En outre, la nouvelle constitution devrait contenir une mention spécifique du droit à la vie privée, qui implique notamment d’être protégé contre les intrusions injustifiées de la société ou de l’État, via une protection de la personne, de la famille, du foyer, ainsi que des informations et communications personnelles, comme le proclame l’article 17 du Pacte international relatif aux droits civils et politiques.

L’Assemblée nationale constituante devrait aussi consacrer les droits économiques, sociaux et culturels tels que garantis par le Pacte international relatif aux droits économiques, sociaux et culturels, que la Tunisie a ratifié. Elle devrait mentionner notamment le droit au travail, à l’éducation, à la santé et à la sécurité sociale. La constitution devrait stipuler que l’État doit prendre des mesures raisonnables, législatives et autres, dans le cadre des ressources dont il dispose, pour achever la réalisation progressive de chacun de ces droits, conformément aux critères internationaux, et garantir que pour chaque droit, un niveau de base est protégé, pour tous et en toute circonstance.

Mécanismes de mise en œuvre

L’ANC devrait s’assurer que la constitution affirme clairement l’indépendance de la justice, en favorisant la mise en place de  mécanismes qui protègeront les juges des pressions de l’exécutif dans le cadre des processus de nomination, de sanction et d’affectation de ces juges aux différentes affaires, et en évitant la mainmise de l’exécutif sur la carrière des juges en exercice.

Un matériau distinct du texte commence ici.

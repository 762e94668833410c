//! Provides the [`Booster`] trait and the built-in boosting step.

mod core;

mod adaboost_step;


/// Booster trait
pub use self::core::{
    Booster,
    BoostOutcome,
    BoostStep,
    BoostingParams,
};

pub use self::adaboost_step::{
    AdaBoostStep,
    Algorithm,
    BoostedLearner,
};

Il ne suffit pas que l’ANC adopte une nouvelle constitution qui intègre ces droits, mais il faut qu’elle les garantisse en mettant en œuvre des mécanismes qui devraient également être mentionnés dans la constitution. En particulier, l’ANC devrait envisager de créer une Cour constitutionnelle qui sera habilitée à juger de la constitutionnalité des lois et pourra invalider celles qui ne sont pas conformes aux critères affirmés dans la constitution. De plus, la constitution devrait indiquer clairement que tous les tribunaux et tous les organismes publics ont le devoir de se conformer aux droits humains exposés dans la constitution et de les faire respecter.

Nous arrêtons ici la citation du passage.